Copper(II)–mercury (II) heterometallic complexes derived from a salen-type ligand: a new coordination mode of the old Schiff base ligand

Abstract

Three heterometallic copper (II)–mercury (II) complexes, [(CuL-CH₃)HgCl₂] (1), [(CuL-CH₃)₂HgCl₂] (2) and [(CuL-CH₂]-HgCl) ₂] (3), have been synthesized by reacting the “complex as ligand” [CuL-CH₃] with HgCl₂ by varying the reaction conditions and stoichiometry of the reactants, where H₂]L-CH₃ = the di-Schiff base of 1,3-propanediamine and 2-hydroxyacetophenone.
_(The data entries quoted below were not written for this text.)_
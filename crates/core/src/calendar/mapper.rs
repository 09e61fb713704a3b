//! Timezone-aware mapping between external events and local tasks
//!
//! All conversions go through a single user-level timezone so that the
//! inbound and outbound directions agree on what "the same minute" means.

use chrono::{NaiveDate, NaiveTime, TimeZone, Timelike};
use chrono_tz::Tz;
use tandem_domain::{
    EventDraft, EventDraftTime, EventPatch, EventTime, ExternalEvent, Result, SyncError, TaskDraft,
    TaskPatch, DEFAULT_EVENT_DURATION_MINUTES, DEFAULT_TIME_ZONE, UNTITLED_EVENT_PLACEHOLDER,
};
use tracing::warn;

/// Task-shaped projection of an external event.
#[derive(Debug, Clone, PartialEq, Eq)]
pub struct MappedTaskFields {
    pub title: String,
    pub scheduled_date: Option<NaiveDate>,
    pub scheduled_time: Option<NaiveTime>,
}

/// Resolve a stored timezone name to a concrete timezone.
///
/// Unknown or missing names fall back to the engine default rather than
/// failing the sync.
pub fn resolve_timezone(name: Option<&str>) -> Tz {
    match name {
        Some(raw) => match raw.parse::<Tz>() {
            Ok(tz) => tz,
            Err(_) => {
                warn!(time_zone = raw, "unrecognized timezone, using default");
                default_timezone()
            }
        },
        None => default_timezone(),
    }
}

fn default_timezone() -> Tz {
    // DEFAULT_TIME_ZONE is a valid IANA name, checked by a unit test below.
    DEFAULT_TIME_ZONE
        .parse::<Tz>()
        .unwrap_or(chrono_tz::America::Sao_Paulo)
}

/// Project an external event onto task scheduling fields.
///
/// All-day events keep their calendar date and carry no time of day. Timed
/// events are converted to the user's timezone and truncated to the minute.
pub fn event_to_task_fields(event: &ExternalEvent, tz: Tz) -> MappedTaskFields {
    let title = match event.summary.as_deref() {
        Some(s) if !s.trim().is_empty() => s.to_string(),
        _ => UNTITLED_EVENT_PLACEHOLDER.to_string(),
    };

    let (scheduled_date, scheduled_time) = match &event.start {
        Some(EventTime::Date(date)) => (Some(*date), None),
        Some(EventTime::Instant(instant)) => {
            let local = instant.with_timezone(&tz);
            let time = local.time();
            let truncated = NaiveTime::from_hms_opt(time.hour(), time.minute(), 0)
                .unwrap_or(time);
            (Some(local.date_naive()), Some(truncated))
        }
        None => (None, None),
    };

    MappedTaskFields {
        title,
        scheduled_date,
        scheduled_time,
    }
}

/// Interpret a local wall-clock date and optional time as event start/end.
///
/// A date without a time produces an all-day pair spanning exactly that
/// date. A date with a time produces a timed pair whose duration is the
/// task's estimate, defaulting to thirty minutes.
pub fn schedule_to_draft_times(
    date: NaiveDate,
    time: Option<NaiveTime>,
    estimated_minutes: Option<i64>,
    tz: Tz,
) -> Result<(EventDraftTime, EventDraftTime)> {
    match time {
        None => Ok((EventDraftTime::Date(date), EventDraftTime::Date(date))),
        Some(time) => {
            let local_start = date.and_time(time);
            let start = resolve_local(local_start, tz)?;
            let duration_minutes = estimated_minutes
                .filter(|m| *m > 0)
                .unwrap_or(DEFAULT_EVENT_DURATION_MINUTES);
            let local_end = local_start + chrono::Duration::minutes(duration_minutes);
            let end = resolve_local(local_end, tz)?;
            let time_zone = tz.name().to_string();
            Ok((
                EventDraftTime::Timed {
                    instant: start,
                    time_zone: time_zone.clone(),
                },
                EventDraftTime::Timed {
                    instant: end,
                    time_zone,
                },
            ))
        }
    }
}

fn resolve_local(
    local: chrono::NaiveDateTime,
    tz: Tz,
) -> Result<chrono::DateTime<chrono::Utc>> {
    match tz.from_local_datetime(&local) {
        chrono::LocalResult::Single(dt) => Ok(dt.with_timezone(&chrono::Utc)),
        chrono::LocalResult::Ambiguous(first, _) => Ok(first.with_timezone(&chrono::Utc)),
        chrono::LocalResult::None => Err(SyncError::InvalidInput(format!(
            "local time {local} does not exist in timezone {}",
            tz.name()
        ))),
    }
}

/// Build an event draft for a task being pushed to the external calendar.
///
/// The task must carry a scheduled date; unscheduled tasks have no
/// calendar representation.
pub fn build_outbound_draft(draft: &TaskDraft, tz: Tz) -> Result<EventDraft> {
    let date = draft.scheduled_date.ok_or_else(|| {
        SyncError::InvalidInput("task has no scheduled date to place on a calendar".into())
    })?;
    let (start, end) =
        schedule_to_draft_times(date, draft.scheduled_time, draft.estimated_minutes, tz)?;
    Ok(EventDraft {
        summary: draft.title.clone(),
        start,
        end,
    })
}

/// Build an event patch mirroring the changed fields of a task patch.
///
/// Start and end are only recomputed when the patch sets a scheduled date;
/// a patch that clears the date leaves the event timing alone, matching
/// the rule that unscheduled tasks keep their last calendar slot until the
/// event is deleted explicitly.
pub fn build_outbound_patch(patch: &TaskPatch, tz: Tz) -> Result<EventPatch> {
    let mut event_patch = EventPatch {
        summary: patch.title.clone(),
        start: None,
        end: None,
    };

    if let Some(Some(date)) = patch.scheduled_date {
        let time = patch.scheduled_time.flatten();
        let estimated = patch.estimated_minutes.flatten();
        let (start, end) = schedule_to_draft_times(date, time, estimated, tz)?;
        event_patch.start = Some(start);
        event_patch.end = Some(end);
    }

    Ok(event_patch)
}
All three complexes have been characterized by X-ray single-crystal structure, elemental and spectroscopic analyses. In complex 1, the Hg (II) ion is bonded by two phenoxido oxygen atoms of a [CuL-CH₃] moiety and two terminal chloride ions to form a dinuclear species. In the trinuclear complex 2, the central Hg (II) ion is coordinated by two terminal [CuL-CH₃] units through one phenoxido oxygen from each unit and two chloride ions. On the other hand, in the tetranuclear complex 3, the Hg (II) ion has a distorted-tetrahedral geometry, being bonded to one chloride, two phenoxido oxygen atoms of one [CuL–CH₂]- unit and a methyl carbon atom of another [CuL–CH₂]- unit. The structure of complex 3 reveals an unprecedented heptadentate coordination mode (1-κ⁴NN′OO′:2-κ²OO′:3-κC) of the Schiff base ligand that resulted in a unique organomercury metallamacrocycle.